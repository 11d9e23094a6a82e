//! Visitor emission for the Babel backend
//!
//! Each bound DSL method becomes an entry of the plugin's `visitor` object keyed by the Babel node
//! type. The visited node is read from `path.node`:
//!
//! | flags            | entry                                     |
//! |------------------|-------------------------------------------|
//! | (none)           | `Kind(path) { ... }`                      |
//! | `on_exit`        | `Kind: { exit(path) { ... } }`            |
//! | `skip_children`  | `Kind(path) { path.skip(); ... }`         |
//!
//! Nested traversal goes through `path.traverse`. Inline visitors get their state object as the
//! second argument, which Babel binds to `this` inside the hooks.

use std::mem;

use dualgen_core::lang::keywords;
use dualgen_core::lang::node_kinds;

use super::structures::FnStyle;
use super::{BabelCodegen, FnContext};
use crate::backend::Backend;
use crate::backend::emitter::CodeWriter;
use crate::backend::errors::{CodegenError, CodegenResult};
use crate::backend::visitors::{VisitorBinding, VisitorPlan};
use crate::ir::{IrExpr, IrExprKind, IrFunction, IrSpan, IrTraverse, IrType, TraverseVisitor};

use super::statements::TailMode;

impl BabelCodegen<'_> {
    /// Emit the entries of a `visitor` object (without the surrounding braces).
    pub(crate) fn visitor_entries(&mut self, w: &mut CodeWriter, plan: &VisitorPlan<'_>) -> CodegenResult<()> {
        for (binding, method) in &plan.visitors {
            self.hook(w, binding, method)?;
        }
        Ok(())
    }

    fn hook(&mut self, w: &mut CodeWriter, binding: &VisitorBinding, method: &IrFunction) -> CodegenResult<()> {
        let kind = node_kinds::info_for(binding.node_kind).name;
        let exit = binding.flags.on_exit && !binding.flags.skip_children;
        if exit {
            w.try_block(&format!("{}:", kind), "},", |w| {
                w.try_block("exit(path)", "},", |w| self.hook_body(w, binding, method))
            })
        } else {
            w.try_block(&format!("{}(path)", kind), "},", |w| {
                if binding.flags.skip_children {
                    w.line("path.skip();");
                }
                self.hook_body(w, binding, method)
            })
        }
    }

    fn hook_body(&mut self, w: &mut CodeWriter, binding: &VisitorBinding, method: &IrFunction) -> CodegenResult<()> {
        let param = method.node_param().map(|p| keywords::escape_js(&p.name));
        if let Some(param) = &param {
            w.line(&format!("const {} = path.node;", param));
        }
        let self_ref = self.ctx.self_ref;
        let saved = mem::replace(
            &mut self.ctx,
            FnContext {
                node_param: Some(param.unwrap_or_else(|| "node".to_string())),
                self_ref,
            },
        );
        self.locals.push();
        let kind_name = node_kinds::info_for(binding.node_kind).name;
        if let Some(p) = method.node_param() {
            self.locals.declare(&p.name, Some(IrType::named(kind_name)));
        }
        for p in method.params.iter().skip(1) {
            self.locals.declare(&p.name, Some(p.ty.clone()));
        }
        let result = self.block_body(w, &method.body, TailMode::Discard);
        self.locals.pop();
        self.ctx = saved;
        result
    }

    /// The `NodePath` of `target`: the visited node itself or one of its fields.
    ///
    /// `construct` names the operation needing the path in the error.
    pub(crate) fn node_path(&self, target: &IrExpr, construct: &str, span: IrSpan) -> CodegenResult<String> {
        let Some(node_param) = self.ctx.node_param.as_deref() else {
            return Err(CodegenError::unsupported(
                format!("{} outside a visitor method", construct),
                Backend::Babel,
                span,
            ));
        };
        let is_node = |e: &IrExpr| matches!(&e.kind, IrExprKind::Ident(name) if keywords::escape_js(name) == node_param);
        match &target.kind {
            _ if is_node(target) => Ok("path".to_string()),
            IrExprKind::Member {
                object,
                property,
                path: false,
            } if is_node(object) => {
                let field = self
                    .locals
                    .expr_type(object)
                    .and_then(|t| t.peeled().node_kind())
                    .and_then(|id| node_kinds::info_for(id).field(property))
                    .map_or_else(|| keywords::escape_js(property), |f| f.babel.to_string());
                Ok(format!("path.get({})", super::types::js_string(&field)))
            }
            _ => Err(CodegenError::unsupported(
                format!("{} target other than the visited node or one of its fields", construct),
                Backend::Babel,
                span,
            )),
        }
    }

    pub(crate) fn traverse(&mut self, w: &mut CodeWriter, traverse: &IrTraverse, span: IrSpan) -> CodegenResult<()> {
        let path = self.node_path(&traverse.target, "`traverse`", span)?;
        match &traverse.visitor {
            TraverseVisitor::Delegated(name) => {
                w.line(&format!("{}.traverse({}({{ types: t }}).visitor);", path, name));
                Ok(())
            }
            TraverseVisitor::Inline { state, methods } => {
                let plan = VisitorPlan::from_methods(methods);
                self.warnings.extend(plan.warnings.iter().cloned());

                let mut state_entries = Vec::with_capacity(state.len());
                for field in state {
                    let value = match &field.init {
                        Some(init) => self.expr(init)?,
                        None => self.default_value(&field.ty),
                    };
                    state_entries.push(format!("{}: {},", keywords::escape_js(&field.name), value));
                }

                let owner = format!("__InlineVisitor{}", self.next_visitor);
                self.next_visitor += 1;
                self.locals
                    .declare_fields(&owner, state.iter().map(|f| (f.name.clone(), f.ty.clone())));
                self.locals.push();
                self.locals.declare("self", Some(IrType::named(owner)));
                let saved = mem::replace(
                    &mut self.ctx,
                    FnContext {
                        node_param: None,
                        self_ref: "this",
                    },
                );
                let result = (|| {
                    w.line(&format!("{}.traverse(", path));
                    w.indent();
                    w.try_block("", "},", |w| self.visitor_entries(w, &plan))?;
                    w.try_block("", "},", |w| {
                        w.lines(state_entries.iter().map(String::as_str));
                        for helper in &plan.helpers {
                            self.function(w, helper, FnStyle::Entry, "this")?;
                        }
                        Ok(())
                    })?;
                    w.dedent();
                    w.line(");");
                    Ok(())
                })();
                self.ctx = saved;
                self.locals.pop();
                result
            }
        }
    }
}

> [Problem requirements]:
Without skipping a line, retype the full listing.

> [Response for this exercise]:
repository 11d9e23094a6a82e
//! Visitor emission for the Babel backend
//!
//! Each bound DSL method becomes an entry of the plugin's `visitor` object keyed by the Babel node
//! type. The visited node is read from `path.node`:
//!
//! | flags            | entry                                     |
//! |------------------|-------------------------------------------|
//! | (none)           | `Kind(path) { ... }`                      |
//! | `on_exit`        | `Kind: { exit(path) { ... } }`            |
//! | `skip_children`  | `Kind(path) { path.skip(); ... }`         |
//!
//! Nested traversal goes through `path.traverse`. Inline visitors get their state object as the
//! second argument, which Babel binds to `this` inside the hooks.

use std::mem;

use dualgen_core::lang::keywords;
use dualgen_core::lang::node_kinds;

use super::structures::FnStyle;
use super::{BabelCodegen, FnContext};
use crate::backend::Backend;
use crate::backend::emitter::CodeWriter;
use crate::backend::errors::{CodegenError, CodegenResult};
use crate::backend::visitors::{VisitorBinding, VisitorPlan};
use crate::ir::{IrExpr, IrExprKind, IrFunction, IrSpan, IrTraverse, IrType, TraverseVisitor};

use super::statements::TailMode;

impl BabelCodegen<'_> {
    /// Emit the entries of a `visitor` object (without the surrounding braces).
    pub(crate) fn visitor_entries(&mut self, w: &mut CodeWriter, plan: &VisitorPlan<'_>) -> CodegenResult<()> {
        for (binding, method) in &plan.visitors {
            self.hook(w, binding, method)?;
        }
        Ok(())
    }

    fn hook(&mut self, w: &mut CodeWriter, binding: &VisitorBinding, method: &IrFunction) -> CodegenResult<()> {
        let kind = node_kinds::info_for(binding.node_kind).name;
        let exit = binding.flags.on_exit && !binding.flags.skip_children;
        if exit {
            w.try_block(&format!("{}:", kind), "},", |w| {
                w.try_block("exit(path)", "},", |w| self.hook_body(w, binding, method))
            })
        } else {
            w.try_block(&format!("{}(path)", kind), "},", |w| {
                if binding.flags.skip_children {
                    w.line("path.skip();");
                }
                self.hook_body(w, binding, method)
            })
        }
    }

    fn hook_body(&mut self, w: &mut CodeWriter, binding: &VisitorBinding, method: &IrFunction) -> CodegenResult<()> {
        let param = method.node_param().map(|p| keywords::escape_js(&p.name));
        if let Some(param) = &param {
            w.line(&format!("const {} = path.node;", param));
        }
        let self_ref = self.ctx.self_ref;
        let saved = mem::replace(
            &mut self.ctx,
            FnContext {
                node_param: Some(param.unwrap_or_else(|| "node".to_string())),
                self_ref,
            },
        );
        self.locals.push();
        let kind_name = node_kinds::info_for(binding.node_kind).name;
        if let Some(p) = method.node_param() {
            self.locals.declare(&p.name, Some(IrType::named(kind_name)));
        }
        for p in method.params.iter().skip(1) {
            self.locals.declare(&p.name, Some(p.ty.clone()));
        }
        let result = self.block_body(w, &method.body, TailMode::Discard);
        self.locals.pop();
        self.ctx = saved;
        result
    }

    /// The `NodePath` of `target`: the visited node itself or one of its fields.
    ///
    /// `construct` names the operation needing the path in the error.
    pub(crate) fn node_path(&self, target: &IrExpr, construct: &str, span: IrSpan) -> CodegenResult<String> {
        let Some(node_param) = self.ctx.node_param.as_deref() else {
            return Err(CodegenError::unsupported(
                format!("{} outside a visitor method", construct),
                Backend::Babel,
                span,
            ));
        };
        let is_node = |e: &IrExpr| matches!(&e.kind, IrExprKind::Ident(name) if keywords::escape_js(name) == node_param);
        match &target.kind {
            _ if is_node(target) => Ok("path".to_string()),
            IrExprKind::Member {
                object,
                property,
                path: false,
            } if is_node(object) => {
                let field = self
                    .locals
                    .expr_type(object)
                    .and_then(|t| t.peeled().node_kind())
                    .and_then(|id| node_kinds::info_for(id).field(property))
                    .map_or_else(|| keywords::escape_js(property), |f| f.babel.to_string());
                Ok(format!("path.get({})", super::types::js_string(&field)))
            }
            _ => Err(CodegenError::unsupported(
                format!("{} target other than the visited node or one of its fields", construct),
                Backend::Babel,
                span,
            )),
        }
    }

    pub(crate) fn traverse(&mut self, w: &mut CodeWriter, traverse: &IrTraverse, span: IrSpan) -> CodegenResult<()> {
        let path = self.node_path(&traverse.target, "`traverse`", span)?;
        match &traverse.visitor {
            TraverseVisitor::Delegated(name) => {
                w.line(&format!("{}.traverse({}({{ types: t }}).visitor);", path, name));
                Ok(())
            }
            TraverseVisitor::Inline { state, methods } => {
                let plan = VisitorPlan::from_methods(methods);
                self.warnings.extend(plan.warnings.iter().cloned());

                let mut state_entries = Vec::with_capacity(state.len());
                for field in state {
                    let value = match &field.init {
                        Some(init) => self.expr(init)?,
                        None => self.default_value(&field.ty),
                    };
                    state_entries.push(format!("{}: {},", keywords::escape_js(&field.name), value));
                }

                let owner = format!("__InlineVisitor{}", self.next_visitor);
                self.next_visitor += 1;
                self.locals
                    .declare_fields(&owner, state.iter().map(|f| (f.name.clone(), f.ty.clone())));
                self.locals.push();
                self.locals.declare("self", Some(IrType::named(owner)));
                let saved = mem::replace(
                    &mut self.ctx,
                    FnContext {
                        node_param: None,
                        self_ref: "this",
                    },
                );
                let result = (|| {
                    w.line(&format!("{}.traverse(", path));
                    w.indent();
                    w.try_block("", "},", |w| self.visitor_entries(w, &plan))?;
                    w.try_block("", "},", |w| {
                        w.lines(state_entries.iter().map(String::as_str));
                        for helper in &plan.helpers {
                            self.function(w, helper, FnStyle::Entry, "this")?;
                        }
                        Ok(())
                    })?;
                    w.dedent();
                    w.line(");");
                    Ok(())
                })();
                self.ctx = saved;
                self.locals.pop();
                result
            }
        }
    }
}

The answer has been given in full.